This exercise calls for the line with "self.jobs.get(job_id)", the line with "Restartable iteration over", and all lines between them in the material below, output exactly and with no other lines.

» **PROVIDED RECORDS**:
——————
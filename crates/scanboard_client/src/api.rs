use std::time::Duration;

use crate::types::{ApiError, JobId, JobSummary};
use crate::validate::validate_args;

#[derive(Debug, Clone)]
pub struct ClientConfig {
    /// Base URL of the job service API, without a trailing slash.
    pub base_url: String,
    /// Opaque bearer credential attached to create and poll requests.
    pub bearer_token: String,
    pub connect_timeout: Duration,
    pub request_timeout: Duration,
    pub poll_interval: Duration,
}

impl Default for ClientConfig {
    fn default() -> Self {
        Self {
            base_url: "http://localhost:8000/api".to_string(),
            bearer_token: String::new(),
            connect_timeout: Duration::from_secs(10),
            request_timeout: Duration::from_secs(30),
            poll_interval: Duration::from_secs(1),
        }
    }
}

/// HTTP wrapper over the job service endpoints.
#[derive(Debug, Clone)]
pub struct ApiClient {
    http: reqwest::Client,
    config: ClientConfig,
}

impl ApiClient {
    pub fn new(config: ClientConfig) -> Result<Self, ApiError> {
        let http = reqwest::Client::builder()
            .connect_timeout(config.connect_timeout)
            .timeout(config.request_timeout)
            .build()
            .map_err(|err| ApiError::Transport(err.to_string()))?;
        Ok(Self { http, config })
    }

    pub fn config(&self) -> &ClientConfig {
        &self.config
    }

    fn endpoint(&self, path: &str) -> String {
        format!("{}/{}", self.config.base_url.trim_end_matches('/'), path)
    }

    /// URL of the push subscription stream.
    pub fn subscribe_url(&self) -> String {
        self.endpoint("subscribe")
    }

    /// URL of a job's result artifact. Only meaningful once the job is
    /// Completed.
    pub fn download_url(&self, job_id: &str) -> String {
        format!("{}?uuid={job_id}", self.endpoint("job/download"))
    }

    /// Submits scan arguments and returns the created job's id.
    ///
    /// Arguments are validated first; a validation failure returns without
    /// touching the network. A 403 maps to [`ApiError::Forbidden`] so callers
    /// can present it distinctly.
    pub async fn create_job(&self, args: &str) -> Result<JobId, ApiError> {
        validate_args(args)?;

        let response = self
            .http
            .post(self.endpoint("job/create"))
            .bearer_auth(&self.config.bearer_token)
            .json(&serde_json::json!({ "args": args }))
            .send()
            .await
            .map_err(map_transport)?;

        let response = check_status(response).await?;
        response
            .json::<JobId>()
            .await
            .map_err(|err| ApiError::MalformedResponse(err.to_string()))
    }

    /// Fetches the current status label for a job.
    pub async fn job_status(&self, job_id: &str) -> Result<String, ApiError> {
        let response = self
            .http
            .get(self.endpoint("job/status"))
            .query(&[("uuid", job_id)])
            .bearer_auth(&self.config.bearer_token)
            .send()
            .await
            .map_err(map_transport)?;

        let response = check_status(response).await?;
        response
            .json::<String>()
            .await
            .map_err(|err| ApiError::MalformedResponse(err.to_string()))
    }

    /// Fetches the server-side job list, used to seed the registry at startup.
    pub async fn list_jobs(&self) -> Result<Vec<JobSummary>, ApiError> {
        let response = self
            .http
            .get(self.endpoint("job/list"))
            .bearer_auth(&self.config.bearer_token)
            .send()
            .await
            .map_err(map_transport)?;

        let response = check_status(response).await?;
        response
            .json::<Vec<JobSummary>>()
            .await
            .map_err(|err| ApiError::MalformedResponse(err.to_string()))
    }

    /// Asks the service to delete all jobs.
    pub async fn delete_all_jobs(&self) -> Result<(), ApiError> {
        let response = self
            .http
            .delete(self.endpoint("jobs"))
            .bearer_auth(&self.config.bearer_token)
            .send()
            .await
            .map_err(map_transport)?;

        check_status(response).await?;
        Ok(())
    }
}

async fn check_status(response: reqwest::Response) -> Result<reqwest::Response, ApiError> {
    let status = response.status();
    if status == reqwest::StatusCode::FORBIDDEN {
        return Err(ApiError::Forbidden);
    }
    if !status.is_success() {
        let body = response.text().await.unwrap_or_default();
        return Err(ApiError::Rejected {
            status: status.as_u16(),
            body,
        });
    }
    Ok(response)
}

fn map_transport(err: reqwest::Error) -> ApiError {
    ApiError::Transport(err.to_string())
}

/// Seam for the poll loop: anything that can answer "what is this job's
/// status right now".
#[async_trait::async_trait]
pub trait StatusSource: Send + Sync {
    async fn job_status(&self, job_id: &str) -> Result<String, ApiError>;
}

#[async_trait::async_trait]
impl StatusSource for ApiClient {
    async fn job_status(&self, job_id: &str) -> Result<String, ApiError> {
        ApiClient::job_status(self, job_id).await
    }
}
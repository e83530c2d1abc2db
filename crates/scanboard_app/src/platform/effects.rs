use std::sync::mpsc;
use std::thread;
use std::time::Duration;

use chrono::Utc;
use client_logging::{client_info, client_warn};
use scanboard_client::{
    ApiError, ClientCommand, ClientConfig, ClientEvent, ClientHandle, TaskKind,
};
use scanboard_core::{Effect, JobStatus, Msg, SubmitFailure};

use super::app::AppMsg;

// Grace period before redialing a failed push connection.
const RECONNECT_DELAY: Duration = Duration::from_secs(3);

pub struct EffectRunner {
    client: ClientHandle,
}

impl EffectRunner {
    pub fn new(config: ClientConfig, msg_tx: mpsc::Sender<AppMsg>) -> Result<Self, ApiError> {
        let client = ClientHandle::new(config)?;
        let runner = Self { client };
        runner.spawn_event_loop(msg_tx);
        Ok(runner)
    }

    pub fn connect_push(&self) {
        self.client.send(ClientCommand::ConnectPush);
    }

    pub fn fetch_job_list(&self) {
        self.client.send(ClientCommand::FetchJobList);
    }

    pub fn run(&self, effect: Effect) {
        match effect {
            Effect::Submit { args } => {
                client_info!("Submit args_len={}", args.len());
                self.client.send(ClientCommand::Submit { args });
            }
            Effect::StartPoll { job_id } => {
                self.client.send(ClientCommand::StartPoll { job_id });
            }
            Effect::StopPoll { job_id } => {
                self.client.send(ClientCommand::StopPoll { job_id });
            }
            Effect::StopAllPolls => self.client.send(ClientCommand::StopAllPolls),
            Effect::FetchJobList => self.client.send(ClientCommand::FetchJobList),
            Effect::ClearJobs => self.client.send(ClientCommand::ClearJobs),
            Effect::ReconnectPush => {
                let cmd_tx = self.client.sender();
                thread::spawn(move || {
                    thread::sleep(RECONNECT_DELAY);
                    let _ = cmd_tx.send(ClientCommand::ReconnectPush);
                });
            }
            Effect::JobChanged { .. } | Effect::JobRemoved { .. } => {
                // Rendering notifications are consumed by the dispatch loop.
            }
        }
    }

    fn spawn_event_loop(&self, msg_tx: mpsc::Sender<AppMsg>) {
        let client = self.client.clone();
        thread::spawn(move || loop {
            if let Some(event) = client.try_recv() {
                if msg_tx.send(AppMsg::Core(map_event(event))).is_err() {
                    break;
                }
            } else {
                thread::sleep(Duration::from_millis(20));
            }
        });
    }
}

/// Translates backend events into core messages, including the wire-status
/// to core-status mapping.
fn map_event(event: ClientEvent) -> Msg {
    match event {
        ClientEvent::Submitted { job_id } => {
            client_info!("job {job_id} accepted");
            Msg::JobAccepted {
                job_id,
                created_at: Some(now()),
            }
        }
        ClientEvent::SubmitFailed { error } => {
            client_warn!("submission failed: {error}");
            Msg::SubmissionRejected {
                failure: map_failure(error),
            }
        }
        ClientEvent::PollStatus { job_id, status } => Msg::StatusObserved {
            job_id,
            status: JobStatus::parse(&status),
        },
        ClientEvent::Push(event) => match event.task {
            TaskKind::Create => Msg::JobCreated {
                job_id: event.uuid,
                status: event
                    .status
                    .as_deref()
                    .map(JobStatus::parse)
                    .unwrap_or(JobStatus::Pending),
                created_at: Some(now()),
            },
            TaskKind::Update => match event.status {
                Some(status) => Msg::StatusObserved {
                    job_id: event.uuid,
                    status: JobStatus::parse(&status),
                },
                None => {
                    client_warn!("update event without status for job {}", event.uuid);
                    Msg::NoOp
                }
            },
            TaskKind::Delete => Msg::JobDeleted { job_id: event.uuid },
        },
        ClientEvent::PushOpened => Msg::PushOpened,
        ClientEvent::PushErrored { detail } => {
            client_warn!("push channel error: {detail}");
            Msg::PushFailed { detail }
        }
        ClientEvent::JobList(jobs) => Msg::JobsSeeded(
            jobs.into_iter()
                .map(|job| (job.uuid, JobStatus::parse(&job.status)))
                .collect(),
        ),
        ClientEvent::JobListFailed { error } => {
            client_warn!("job list fetch failed: {error}");
            Msg::NoOp
        }
        ClientEvent::JobsCleared => Msg::AllJobsCleared,
        ClientEvent::ClearFailed { error } => {
            client_warn!("delete all failed: {error}");
            Msg::NoOp
        }
    }
}

fn map_failure(error: ApiError) -> SubmitFailure {
    match error {
        ApiError::InvalidArgument(err) => SubmitFailure::InvalidArgument(err.to_string()),
        ApiError::Forbidden => SubmitFailure::Forbidden,
        ApiError::Rejected { status, body } => SubmitFailure::Rejected {
            status,
            detail: body,
        },
        ApiError::Transport(detail) | ApiError::MalformedResponse(detail) => {
            SubmitFailure::Transport(detail)
        }
    }
}

fn now() -> String {
    Utc::now().to_rfc3339()
}
use std::collections::{HashMap, HashSet};

use crate::{JobId, JobStatus};

#[derive(Debug, Clone, PartialEq, Eq)]
pub struct Job {
    pub status: JobStatus,
    pub created_at: Option<String>,
}

/// Authoritative map of known jobs, in first-observed order.
///
/// Removal leaves a tombstone for the session, so late signals for a deleted
/// id cannot resurrect it.
#[derive(Debug, Clone, PartialEq, Eq, Default)]
pub struct JobRegistry {
    order: Vec<JobId>,
    jobs: HashMap<JobId, Job>,
    removed: HashSet<JobId>,
}

impl JobRegistry {
    pub fn new() -> Self {
        Self::default()
    }

    /// Inserts a job if absent. Returns `true` when a new entry was created.
    ///
    /// A duplicate creation signal is a no-op: it never overwrites an
    /// already-advanced status. Creation of a previously removed id is
    /// rejected.
    pub fn upsert_create(
        &mut self,
        job_id: &str,
        status: JobStatus,
        created_at: Option<String>,
    ) -> bool {
        if self.removed.contains(job_id) || self.jobs.contains_key(job_id) {
            return false;
        }
        self.order.push(job_id.to_string());
        self.jobs
            .insert(job_id.to_string(), Job { status, created_at });
        true
    }

    /// Applies an observed status. Returns the new status only when the entry
    /// actually changed; duplicate values and post-terminal updates yield
    /// `None`.
    ///
    /// An unknown id is an implicit create at the observed status, unless the
    /// id was removed earlier this session.
    pub fn apply_status(&mut self, job_id: &str, status: JobStatus) -> Option<JobStatus> {
        if self.removed.contains(job_id) {
            return None;
        }
        match self.jobs.get_mut(job_id) {
            Some(job) => {
                if job.status.is_terminal() || job.status == status {
                    return None;
                }
                job.status = status.clone();
                Some(status)
            }
            None => {
                self.order.push(job_id.to_string());
                self.jobs.insert(
                    job_id.to_string(),
                    Job {
                        status: status.clone(),
                        created_at: None,
                    },
                );
                Some(status)
            }
        }
    }

    /// Removes a job. Returns `true` when an entry existed.
    ///
    /// Unknown ids are a silent no-op, but still tombstoned: a deletion can
    /// race ahead of the creation signal for the same id.
    pub fn remove(&mut self, job_id: &str) -> bool {
        self.removed.insert(job_id.to_string());
        if self.jobs.remove(job_id).is_none() {
            return false;
        }
        self.order.retain(|id| id != job_id);
        true
    }

    /// Empties the registry, tombstoning every removed id.
    /// Returns the removed ids in insertion order.
    pub fn clear(&mut self) -> Vec<JobId> {
        let removed: Vec<JobId> = self.order.drain(..).collect();
        self.jobs.clear();
        self.removed.extend(removed.iter().cloned());
        removed
    }

    pub fn get(&self, job_id: &str) -> Option<&Job> {
        self.jobs.get(job_id)
    }

    pub fn contains(&self, job_id: &str) -> bool {
        self.jobs.contains_key(job_id)
    }

    pub fn len(&self) -> usize {
        self.jobs.len()
    }

    pub fn is_empty(&self) -> bool {
        self.jobs.is_empty()
    }

    /// Restartable iteration over `(id, job)` in first-observed order.
    pub fn snapshot(&self) -> impl Iterator<Item = (&JobId, &Job)> {
        self.order
            .iter()
            .filter_map(|id| self.jobs.get(id).map(|job| (id, job)))
    }
}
——————
» **SOLUTION BELOW**:
        self.jobs.get(job_id)
    }

    pub fn contains(&self, job_id: &str) -> bool {
        self.jobs.contains_key(job_id)
    }

    pub fn len(&self) -> usize {
        self.jobs.len()
    }

    pub fn is_empty(&self) -> bool {
        self.jobs.is_empty()
    }

    /// Restartable iteration over `(id, job)` in first-observed order.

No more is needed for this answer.